Tuesday, February 26, 2008

more music

and while we're blogging about music that inspires proper rage and hope...while discovering some great you tube larry norman clips i came across martyn singing one of my favorite songs of recent years.

how did we end up here.

the passing of a great american rocker

i read today that Larry Norman died over the weekend.  i grew up in a home where Norman's music could be heard often (along with singers like barry mcguire).  Larry Norman provided tunes for the soundtrack of the Jesus movement, a movement that has created the space for our generation to explore so freely the kingdom coming on earth as it is in heaven.

in recent years our friend Martyn Joseph covered a brilliant tune of Norman's, 'the great american novel' - you can see martyn perform the song here.  and you can see Larry performing the song here.

Thanks for your prayers

I wanted to take some time to thank everyone who has been praying for me as I've been going through a very difficult period in my relationship with JFK (John). In the last week I have really felt those prayers in a very amazing way. From my point of view there is no other way to explain how my compassion for John has been renewed and my heart softened toward him. The same issues still persist and we've still got a lot of things that we need to work through and address. However, I feel like my attitude has really been transformed from one of fatigued, demand oriented complaining, to one of renewed concern for John's health and well-being and compassion toward him. This could only be the work of the Holy Spirit, through the prayers of the saints, because nothing else has really changed about the situation. I've still had to put up with the daily demands (very high demands) of loving someone who still generally tends to live in his own world and doesn't seem to possess the capacity to understand how much it hurts me when I really want to connect with him but cannot. Though I still see the issues in pretty much the same way as I did two weeks ago, the thing that has changed is that I've been able to begin putting my focus more squarely upon John's well-being and taking it off of myself and how I feel. There is no way that this could have happened for me if I did not have a loving community of people who listen to me when I am struggling, encourage me when I'm weak, and pray for me when I'm finding it difficult to pray. The road ahead is a long one. But because of the presence of the body of Christ around me it is a road that leads through my own personal "Jerusalem's" to the promised land on the other side. Thanks........you know who you are.....

Friday, February 22, 2008

blueEnergy

This is a really neat organization, a little bit like Kiva, that does some very cool work in different areas around the world.

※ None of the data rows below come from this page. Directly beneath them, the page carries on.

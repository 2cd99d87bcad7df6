/// Maximum name length for player registration
pub const MAX_NAME_LENGTH: usize = 32;

/// Maximum promo code length
pub const MAX_CODE_LENGTH: usize = 24;

/// Maximum display name length for a reward entry or case
pub const MAX_DISPLAY_NAME_LENGTH: usize = 64;

/// Maximum length of an image reference (path or CDN key, not a full URL)
pub const MAX_IMAGE_REF_LENGTH: usize = 128;

/// Maximum entries in a single case reward table
pub const MAX_CASE_ENTRIES: usize = 64;

/// Maximum cases in the catalog
pub const MAX_CATALOG_CASES: usize = 256;

/// Maximum items a player inventory can hold
pub const MAX_INVENTORY_ITEMS: usize = 256;

/// Maximum redeemed promo codes tracked per player
pub const MAX_REDEEMED_CODES: usize = 64;

/// Maximum weight units on a single reward entry. Keeps the cumulative sum
/// of a full table far below u64 overflow.
pub const MAX_ENTRY_WEIGHT: u64 = 1_000_000_000;

/// Coins granted on registration
pub const INITIAL_COINS: u64 = 1_000;

/// Coins granted by a daily reward claim
pub const DAILY_REWARD_COINS: u64 = 250;

/// Roulette reel length
pub const ROULETTE_SEQUENCE_LEN: usize = 100;

/// Lowest slot (inclusive) at which the winning item may land.
/// 80/100 keeps the reveal in the final stretch of the reel.
pub const WINNER_SLOT_MIN: usize = 80;

/// Highest slot (inclusive) at which the winning item may land
pub const WINNER_SLOT_MAX: usize = 85;

/// Error codes for StoreError events
pub const ERROR_PLAYER_ALREADY_REGISTERED: u8 = 1;
pub const ERROR_PLAYER_NOT_FOUND: u8 = 2;
pub const ERROR_INSUFFICIENT_FUNDS: u8 = 3;
pub const ERROR_CASE_NOT_FOUND: u8 = 4;
pub const ERROR_NO_ELIGIBLE_REWARDS: u8 = 5;
pub const ERROR_SESSION_EXISTS: u8 = 6;
pub const ERROR_SESSION_NOT_FOUND: u8 = 7;
pub const ERROR_SESSION_NOT_OWNED: u8 = 8;
pub const ERROR_SETTLEMENT_CONFLICT: u8 = 9;
pub const ERROR_RATE_LIMITED: u8 = 10;
pub const ERROR_NOT_ADMIN: u8 = 11;
pub const ERROR_PROMO_NOT_FOUND: u8 = 12;
pub const ERROR_PROMO_EXHAUSTED: u8 = 13;
pub const ERROR_PROMO_ALREADY_REDEEMED: u8 = 14;
pub const ERROR_INVENTORY_FULL: u8 = 15;
pub const ERROR_INVALID_CASE: u8 = 16;
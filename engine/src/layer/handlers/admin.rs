use super::super::*;

use casedrop_types::{
    Case, PromoCode, ERROR_CASE_NOT_FOUND, ERROR_INVALID_CASE, ERROR_NOT_ADMIN,
    ERROR_PLAYER_NOT_FOUND, MAX_CATALOG_CASES, MAX_ENTRY_WEIGHT,
};
use tracing::info;

impl<'a, S: State> Layer<'a, S> {
    async fn caller_is_admin(&self, public: &PublicKey) -> bool {
        matches!(
            self.get(&Key::Player(public.clone())).await,
            Some(Value::Player(p)) if p.is_admin
        )
    }

    fn not_admin(public: &PublicKey) -> Vec<Event> {
        vec![Event::StoreError {
            player: public.clone(),
            session_id: None,
            error_code: ERROR_NOT_ADMIN,
            message: "Not an admin".to_string(),
        }]
    }

    async fn catalog(&self) -> Vec<u64> {
        match self.get(&Key::Catalog).await {
            Some(Value::Catalog(ids)) => ids,
            _ => Vec::new(),
        }
    }

    pub(in crate::layer) async fn handle_toggle_admin_role(
        &mut self,
        public: &PublicKey,
        target: &PublicKey,
        grant: bool,
    ) -> Vec<Event> {
        if !self.caller_is_admin(public).await {
            return Self::not_admin(public);
        }

        let mut player = match self.get(&Key::Player(target.clone())).await {
            Some(Value::Player(p)) => p,
            _ => {
                return vec![Event::StoreError {
                    player: public.clone(),
                    session_id: None,
                    error_code: ERROR_PLAYER_NOT_FOUND,
                    message: "Target player not found".to_string(),
                }]
            }
        };

        player.is_admin = grant;
        self.insert(Key::Player(target.clone()), Value::Player(player));
        info!(?target, grant, "admin role changed");

        vec![Event::AdminRoleChanged {
            target: target.clone(),
            is_admin: grant,
        }]
    }

    pub(in crate::layer) async fn handle_upsert_case(
        &mut self,
        public: &PublicKey,
        case: &Case,
    ) -> Vec<Event> {
        if !self.caller_is_admin(public).await {
            return Self::not_admin(public);
        }

        if case.entries.is_empty() {
            return vec![Event::StoreError {
                player: public.clone(),
                session_id: None,
                error_code: ERROR_INVALID_CASE,
                message: "Case has no entries".to_string(),
            }];
        }
        if case.entries.iter().any(|e| e.weight > MAX_ENTRY_WEIGHT) {
            return vec![Event::StoreError {
                player: public.clone(),
                session_id: None,
                error_code: ERROR_INVALID_CASE,
                message: "Entry weight exceeds maximum".to_string(),
            }];
        }
        // A case must be openable unless it is a display-only case where
        // every entry is marked never-drop.
        let display_only = case.entries.iter().all(|e| e.never_drop);
        if !display_only && case.eligible_entries().next().is_none() {
            return vec![Event::StoreError {
                player: public.clone(),
                session_id: None,
                error_code: ERROR_INVALID_CASE,
                message: "Case has no entry that can drop".to_string(),
            }];
        }

        let mut catalog = self.catalog().await;
        if !catalog.contains(&case.id) {
            if catalog.len() >= MAX_CATALOG_CASES {
                return vec![Event::StoreError {
                    player: public.clone(),
                    session_id: None,
                    error_code: ERROR_INVALID_CASE,
                    message: "Catalog is full".to_string(),
                }];
            }
            catalog.push(case.id);
            self.insert(Key::Catalog, Value::Catalog(catalog));
        }

        self.insert(Key::Case(case.id), Value::Case(case.clone()));
        info!(case_id = case.id, "case upserted");

        vec![Event::CaseUpserted { case_id: case.id }]
    }

    pub(in crate::layer) async fn handle_remove_case(
        &mut self,
        public: &PublicKey,
        case_id: u64,
    ) -> Vec<Event> {
        if !self.caller_is_admin(public).await {
            return Self::not_admin(public);
        }

        let mut catalog = self.catalog().await;
        let Some(position) = catalog.iter().position(|id| *id == case_id) else {
            return vec![Event::StoreError {
                player: public.clone(),
                session_id: None,
                error_code: ERROR_CASE_NOT_FOUND,
                message: "Case not found".to_string(),
            }];
        };
        catalog.remove(position);

        self.insert(Key::Catalog, Value::Catalog(catalog));
        self.delete(&Key::Case(case_id)).await;
        info!(case_id, "case removed");

        vec![Event::CaseRemoved { case_id }]
    }

    pub(in crate::layer) async fn handle_upsert_promo(
        &mut self,
        public: &PublicKey,
        code: &str,
        reward_coins: u64,
        max_redemptions: u32,
    ) -> Vec<Event> {
        if !self.caller_is_admin(public).await {
            return Self::not_admin(public);
        }

        // Replacing a promo keeps its redemption count so past redemptions
        // still count against the new budget.
        let redeemed = match self.get(&Key::Promo(code.to_string())).await {
            Some(Value::Promo(p)) => p.redeemed,
            _ => 0,
        };
        let promo = PromoCode {
            code: code.to_string(),
            reward_coins,
            max_redemptions,
            redeemed,
        };
        self.insert(Key::Promo(code.to_string()), Value::Promo(promo));
        info!(code, "promo upserted");

        vec![Event::PromoUpserted {
            code: code.to_string(),
        }]
    }
}
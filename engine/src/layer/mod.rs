use casedrop_types::{Event, Instruction, Key, Output, Transaction, Value};
use commonware_cryptography::ed25519::PublicKey;
use std::collections::BTreeMap;

use crate::rng::RngSecret;
use crate::state::{load_account, validate_and_increment_nonce, PrepareError, State, Status};

mod handlers;

/// Execution overlay for one batch of transactions.
///
/// Writes accumulate in `pending` until `commit`; reads see pending writes
/// first, then the underlying state. Each transaction is nonce-checked in
/// `prepare` before its instruction is applied.
pub struct Layer<'a, S: State> {
    state: &'a S,
    pending: BTreeMap<Key, Status>,

    secret: RngSecret,
    /// Unix seconds at execution time; drives `created_at` stamps and the
    /// per-day limits.
    now: u64,
}

impl<'a, S: State> Layer<'a, S> {
    pub fn new(state: &'a S, secret: RngSecret, now: u64) -> Self {
        Self {
            state,
            pending: BTreeMap::new(),

            secret,
            now,
        }
    }

    fn insert(&mut self, key: Key, value: Value) {
        self.pending.insert(key, Status::Update(value));
    }

    fn current_day(&self) -> u64 {
        self.now / 86_400
    }

    async fn prepare(&mut self, transaction: &Transaction) -> Result<(), PrepareError> {
        let mut account = load_account(self, &transaction.public).await;
        validate_and_increment_nonce(&mut account, transaction.nonce)?;
        self.insert(
            Key::Account(transaction.public.clone()),
            Value::Account(account),
        );

        Ok(())
    }

    async fn apply(&mut self, transaction: &Transaction) -> Vec<Event> {
        match &transaction.instruction {
            Instruction::Register { name } => {
                self.handle_register(&transaction.public, name).await
            }
            Instruction::OpenCase {
                case_id,
                session_id,
                free,
            } => {
                self.handle_open_case(&transaction.public, *case_id, *session_id, *free)
                    .await
            }
            Instruction::SettleReward {
                session_id,
                disposition,
            } => {
                self.handle_settle_reward(&transaction.public, *session_id, *disposition)
                    .await
            }
            Instruction::ClaimDailyReward => {
                self.handle_claim_daily_reward(&transaction.public).await
            }
            Instruction::RedeemPromo { code } => {
                self.handle_redeem_promo(&transaction.public, code).await
            }
            Instruction::ToggleAdminRole { target, grant } => {
                self.handle_toggle_admin_role(&transaction.public, target, *grant)
                    .await
            }
            Instruction::UpsertCase { case } => {
                self.handle_upsert_case(&transaction.public, case).await
            }
            Instruction::RemoveCase { case_id } => {
                self.handle_remove_case(&transaction.public, *case_id).await
            }
            Instruction::UpsertPromo {
                code,
                reward_coins,
                max_redemptions,
            } => {
                self.handle_upsert_promo(&transaction.public, code, *reward_coins, *max_redemptions)
                    .await
            }
        }
    }

    pub async fn execute(
        &mut self,
        transactions: Vec<Transaction>,
    ) -> (Vec<Output>, BTreeMap<PublicKey, u64>) {
        let mut processed_nonces = BTreeMap::new();
        let mut outputs = Vec::new();

        for tx in transactions {
            if self.prepare(&tx).await.is_err() {
                continue;
            }
            processed_nonces.insert(tx.public.clone(), tx.nonce.saturating_add(1));
            outputs.extend(self.apply(&tx).await.into_iter().map(Output::Event));
            outputs.push(Output::Transaction(tx));
        }

        (outputs, processed_nonces)
    }

    pub fn commit(self) -> Vec<(Key, Status)> {
        self.pending.into_iter().collect()
    }
}

impl<'a, S: State> State for Layer<'a, S> {
    async fn get(&self, key: &Key) -> Option<Value> {
        match self.pending.get(key) {
            Some(Status::Update(value)) => Some(value.clone()),
            Some(Status::Delete) => None,
            None => self.state.get(key).await,
        }
    }

    async fn insert(&mut self, key: Key, value: Value) {
        self.pending.insert(key, Status::Update(value));
    }

    async fn delete(&mut self, key: &Key) {
        self.pending.insert(key.clone(), Status::Delete);
    }
}
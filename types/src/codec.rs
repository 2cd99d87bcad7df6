use bytes::{Buf, BufMut};
use commonware_codec::{Error, ReadExt, Write};

/// Helper to write a string as length-prefixed UTF-8 bytes.
pub fn write_string(s: &str, writer: &mut impl BufMut) {
    let bytes = s.as_bytes();
    (bytes.len() as u32).write(writer);
    writer.put_slice(bytes);
}

/// Helper to read a string from length-prefixed UTF-8 bytes.
pub fn read_string(reader: &mut impl Buf, max_len: usize) -> Result<String, Error> {
    let len = u32::read(reader)? as usize;
    if len > max_len {
        return Err(Error::Invalid("String", "too long"));
    }
    if reader.remaining() < len {
        return Err(Error::EndOfBuffer);
    }
    let mut bytes = vec![0u8; len];
    reader.copy_to_slice(&mut bytes);
    String::from_utf8(bytes).map_err(|_| Error::Invalid("String", "invalid UTF-8"))
}

/// Helper to get encode size of a string.
pub fn string_encode_size(s: &str) -> usize {
    4 + s.len()
}

/// Helper to write a list of strings as a count followed by each string.
pub fn write_string_list(list: &[String], writer: &mut impl BufMut) {
    (list.len() as u32).write(writer);
    for s in list {
        write_string(s, writer);
    }
}

/// Helper to read a list of strings with bounds on both count and item length.
pub fn read_string_list(
    reader: &mut impl Buf,
    max_items: usize,
    max_len: usize,
) -> Result<Vec<String>, Error> {
    let count = u32::read(reader)? as usize;
    if count > max_items {
        return Err(Error::Invalid("StringList", "too many items"));
    }
    let mut list = Vec::with_capacity(count);
    for _ in 0..count {
        list.push(read_string(reader, max_len)?);
    }
    Ok(list)
}

/// Helper to get encode size of a list of strings.
pub fn string_list_encode_size(list: &[String]) -> usize {
    4 + list.iter().map(|s| string_encode_size(s)).sum::<usize>()
}
//! Roulette reel construction.
//!
//! The reel is a fixed-length strip of reward entries scrolled past the
//! player during the reveal. The authoritative winner is embedded at a slot
//! drawn in the final stretch; every other slot is an independent weighted
//! draw from the same eligible pool, repeats allowed.

use casedrop_types::{
    RewardTableEntry, ROULETTE_SEQUENCE_LEN, WINNER_SLOT_MAX, WINNER_SLOT_MIN,
};

use crate::rng::DrawRng;
use crate::selector::{pick_weighted, SelectorError};

/// A built reel with the winner slot fixed.
#[derive(Clone, Debug, PartialEq, Eq)]
pub struct RouletteReel {
    pub items: Vec<RewardTableEntry>,
    pub winner_index: u32,
}

impl RouletteReel {
    /// Check that the reel lands on the given reward.
    pub fn verify(&self, winner_id: u64) -> bool {
        self.items
            .get(self.winner_index as usize)
            .is_some_and(|entry| entry.id == winner_id)
    }
}

/// Build a reel around an already-selected winner.
///
/// The winner slot is drawn once, uniformly in
/// [WINNER_SLOT_MIN, WINNER_SLOT_MAX], and holds the winner exactly; the
/// decoys are weighted draws and may duplicate the winner elsewhere.
pub fn build(
    winner: &RewardTableEntry,
    pool: &[&RewardTableEntry],
    rng: &mut DrawRng,
) -> Result<RouletteReel, SelectorError> {
    let span = (WINNER_SLOT_MAX - WINNER_SLOT_MIN + 1) as u64;
    let winner_index = WINNER_SLOT_MIN + rng.next_bounded(span) as usize;

    let mut items = Vec::with_capacity(ROULETTE_SEQUENCE_LEN);
    for slot in 0..ROULETTE_SEQUENCE_LEN {
        if slot == winner_index {
            items.push(winner.clone());
        } else {
            items.push(pick_weighted(pool, rng.next_unit())?.clone());
        }
    }

    Ok(RouletteReel {
        items,
        winner_index: winner_index as u32,
    })
}

#[cfg(test)]
mod tests {
    use super::*;
    use crate::rng::{RngSecret, DOMAIN_REEL};
    use crate::selector::eligible;
    use casedrop_types::RewardKind;

    fn entry(id: u64, weight: u64) -> RewardTableEntry {
        RewardTableEntry {
            id,
            kind: RewardKind::Skin,
            weight,
            never_drop: false,
            display_name: format!("Skin {id}"),
            image_ref: format!("skins/{id}.png"),
            value: 100,
        }
    }

    fn secret() -> RngSecret {
        RngSecret::new([3u8; 32])
    }

    #[test]
    fn test_reel_embeds_winner() {
        let table = [entry(1, 800), entry(2, 200), entry(3, 50)];
        let pool = eligible(&table);
        let winner = &table[2];

        for session_id in 0..50u64 {
            let mut rng = DrawRng::new(&secret(), session_id, DOMAIN_REEL);
            let reel = build(winner, &pool, &mut rng).unwrap();

            assert_eq!(reel.items.len(), ROULETTE_SEQUENCE_LEN);
            let index = reel.winner_index as usize;
            assert!((WINNER_SLOT_MIN..=WINNER_SLOT_MAX).contains(&index));
            assert_eq!(reel.items[index].id, winner.id);
            assert!(reel.verify(winner.id));
            assert!(!reel.verify(999));
        }
    }

    #[test]
    fn test_reel_is_deterministic() {
        let table = [entry(1, 800), entry(2, 200)];
        let pool = eligible(&table);

        let mut a = DrawRng::new(&secret(), 7, DOMAIN_REEL);
        let mut b = DrawRng::new(&secret(), 7, DOMAIN_REEL);
        let reel_a = build(&table[0], &pool, &mut a).unwrap();
        let reel_b = build(&table[0], &pool, &mut b).unwrap();
        assert_eq!(reel_a, reel_b);
    }

    #[test]
    fn test_decoys_come_from_pool() {
        let table = [entry(1, 800), entry(2, 200)];
        let pool = eligible(&table);
        let mut rng = DrawRng::new(&secret(), 12, DOMAIN_REEL);
        let reel = build(&table[1], &pool, &mut rng).unwrap();
        for item in &reel.items {
            assert!(item.id == 1 || item.id == 2);
        }
    }

    #[test]
    fn test_empty_pool_rejected() {
        let winner = entry(1, 10);
        let pool: Vec<&RewardTableEntry> = Vec::new();
        let mut rng = DrawRng::new(&secret(), 1, DOMAIN_REEL);
        assert!(build(&winner, &pool, &mut rng).is_err());
    }
}
impl Write for Event {
    fn write(&self, writer: &mut impl BufMut) {
        match self {
            Self::PlayerRegistered { player, name } => {
                20u8.write(writer);
                player.write(writer);
                write_string(name, writer);
            }
            Self::CaseOpened {
                session_id,
                player,
                case_id,
                reward,
                roulette,
                winner_index,
                new_balance,
            } => {
                21u8.write(writer);
                session_id.write(writer);
                player.write(writer);
                case_id.write(writer);
                reward.write(writer);
                roulette.write(writer);
                winner_index.write(writer);
                new_balance.write(writer);
            }
            Self::RewardSettled {
                session_id,
                player,
                disposition,
                payout,
                new_balance,
            } => {
                22u8.write(writer);
                session_id.write(writer);
                player.write(writer);
                disposition.write(writer);
                payout.write(writer);
                new_balance.write(writer);
            }
            Self::DailyRewardClaimed {
                player,
                amount,
                new_balance,
            } => {
                23u8.write(writer);
                player.write(writer);
                amount.write(writer);
                new_balance.write(writer);
            }
            Self::PromoRedeemed {
                player,
                code,
                amount,
                new_balance,
            } => {
                24u8.write(writer);
                player.write(writer);
                write_string(code, writer);
                amount.write(writer);
                new_balance.write(writer);
            }
            Self::AdminRoleChanged { target, is_admin } => {
                25u8.write(writer);
                target.write(writer);
                is_admin.write(writer);
            }
            Self::CaseUpserted { case_id } => {
                26u8.write(writer);
                case_id.write(writer);
            }
            Self::CaseRemoved { case_id } => {
                27u8.write(writer);
                case_id.write(writer);
            }
            Self::PromoUpserted { code } => {
                28u8.write(writer);
                write_string(code, writer);
            }
            Self::StoreError {
                player,
                session_id,
                error_code,
                message,
            } => {
                29u8.write(writer);
                player.write(writer);
                session_id.write(writer);
                error_code.write(writer);
                write_string(message, writer);
            }
        }
    }
}

impl Read for Event {
    type Cfg = ();

    fn read_cfg(reader: &mut impl Buf, _: &Self::Cfg) -> Result<Self, Error> {
        let event = match reader.get_u8() {
            20 => Self::PlayerRegistered {
                player: PublicKey::read(reader)?,
                name: read_string(reader, MAX_NAME_LENGTH)?,
            },
            21 => Self::CaseOpened {
                session_id: u64::read(reader)?,
                player: PublicKey::read(reader)?,
                case_id: u64::read(reader)?,
                reward: RewardTableEntry::read(reader)?,
                roulette: Vec::<RewardTableEntry>::read_range(reader, 0..=ROULETTE_SEQUENCE_LEN)?,
                winner_index: u32::read(reader)?,
                new_balance: u64::read(reader)?,
            },
            22 => Self::RewardSettled {
                session_id: u64::read(reader)?,
                player: PublicKey::read(reader)?,
                disposition: Disposition::read(reader)?,
                payout: u64::read(reader)?,
                new_balance: u64::read(reader)?,
            },
            23 => Self::DailyRewardClaimed {
                player: PublicKey::read(reader)?,
                amount: u64::read(reader)?,
                new_balance: u64::read(reader)?,
            },
            24 => Self::PromoRedeemed {
                player: PublicKey::read(reader)?,
                code: read_string(reader, MAX_CODE_LENGTH)?,
                amount: u64::read(reader)?,
                new_balance: u64::read(reader)?,
            },
            25 => Self::AdminRoleChanged {
                target: PublicKey::read(reader)?,
                is_admin: bool::read(reader)?,
            },
            26 => Self::CaseUpserted {
                case_id: u64::read(reader)?,
            },
            27 => Self::CaseRemoved {
                case_id: u64::read(reader)?,
            },
            28 => Self::PromoUpserted {
                code: read_string(reader, MAX_CODE_LENGTH)?,
            },
            29 => Self::StoreError {
                player: PublicKey::read(reader)?,
                session_id: Option::<u64>::read(reader)?,
                error_code: u8::read(reader)?,
                message: read_string(reader, MAX_ERROR_MESSAGE_LENGTH)?,
            },

            i => return Err(Error::InvalidEnum(i)),
        };

        Ok(event)
    }
}

impl EncodeSize for Event {
    fn encode_size(&self) -> usize {
        u8::SIZE
            + match self {
                Self::PlayerRegistered { player, name } => {
                    player.encode_size() + string_encode_size(name)
                }
                Self::CaseOpened {
                    session_id,
                    player,
                    case_id,
                    reward,
                    roulette,
                    winner_index,
                    new_balance,
                } => {
                    session_id.encode_size()
                        + player.encode_size()
                        + case_id.encode_size()
                        + reward.encode_size()
                        + roulette.encode_size()
                        + winner_index.encode_size()
                        + new_balance.encode_size()
                }
                Self::RewardSettled {
                    session_id,
                    player,
                    disposition,
                    payout,
                    new_balance,
                } => {
                    session_id.encode_size()
                        + player.encode_size()
                        + disposition.encode_size()
                        + payout.encode_size()
                        + new_balance.encode_size()
                }
                Self::DailyRewardClaimed {
                    player,
                    amount,
                    new_balance,
                } => player.encode_size() + amount.encode_size() + new_balance.encode_size(),
                Self::PromoRedeemed {
                    player,
                    code,
                    amount,
                    new_balance,
                } => {
                    player.encode_size()
                        + string_encode_size(code)
                        + amount.encode_size()
                        + new_balance.encode_size()
                }
                Self::AdminRoleChanged { target, is_admin } => {
                    target.encode_size() + is_admin.encode_size()
                }
                Self::CaseUpserted { case_id } => case_id.encode_size(),
                Self::CaseRemoved { case_id } => case_id.encode_size(),
                Self::PromoUpserted { code } => string_encode_size(code),
                Self::StoreError {
                    player,
                    session_id,
                    error_code,
                    message,
                } => {
                    player.encode_size()
                        + session_id.encode_size()
                        + error_code.encode_size()
                        + string_encode_size(message)
                }
            }
    }
}

#[derive(Debug, Clone, PartialEq, Eq)]
pub enum Output {
    Event(Event),
    Transaction(Transaction),
}

impl Write for Output {
    fn write(&self, writer: &mut impl BufMut) {
        match self {
            Self::Event(event) => {
                0u8.write(writer);
                event.write(writer);
            }
            Self::Transaction(transaction) => {
                1u8.write(writer);
                transaction.write(writer);
            }
        }
    }
}

impl Read for Output {
    type Cfg = ();

    fn read_cfg(reader: &mut impl Buf, _: &Self::Cfg) -> Result<Self, Error> {
        let kind = u8::read(reader)?;
        match kind {
            0 => Ok(Self::Event(Event::read(reader)?)),
            1 => Ok(Self::Transaction(Transaction::read(reader)?)),
            _ => Err(Error::InvalidEnum(kind)),
        }
    }
}

impl EncodeSize for Output {
    fn encode_size(&self) -> usize {
        1 + match self {
            Self::Event(event) => event.encode_size(),
            Self::Transaction(transaction) => transaction.encode_size(),
        }
    }
}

Check it out when you have the chance.

http://www.blueenergygroup.org/GetInvolved/Donate/Donate.php

Friday, February 15, 2008

we love mountains





some of us spent a bit of our valentines day in front of the kentucky capitol building in frankfort rallying for the end of mountain top removal. these are just a few photos from the excursion. there was a wonderful turnout. i heard that there may have been around 1,000 people.

Tuesday, February 12, 2008

i love mountains

if you are able, please come to Frankfort this Thursday to show support for the 'stream saver' legislation

more information at the KFTC site

...and for more details including an amazing video and how YOU benefit from coal mining see www.ilovemountains.org

kingdom moment

right now i am very proud to be an australian.  the new government has made some remarkable steps toward reconciliation with the indigenous people of australia.  i don't think it is an overstatement to suggest that we are getting glimpse of the kingdom coming.

for the full story, see this link.  and for a look at the apology speech, see this link.  with so much bad history being made throughout the world we need not let this wonderful history-making escape us.

Sunday, February 10, 2008

not love

a few weeks ago i shared this with the community at one of our high st gatherings.  some people had asked for a copy so here it is.  i took it from a brilliant sermon by Joe Dongell at Asbury Theological Seminary (you can down load the sermon from itunes - enter Joe's name and some of the following details and it should show up...09-18-2007 "Chapel sermons from the Kentucky campus of Asbury Theological Seminary").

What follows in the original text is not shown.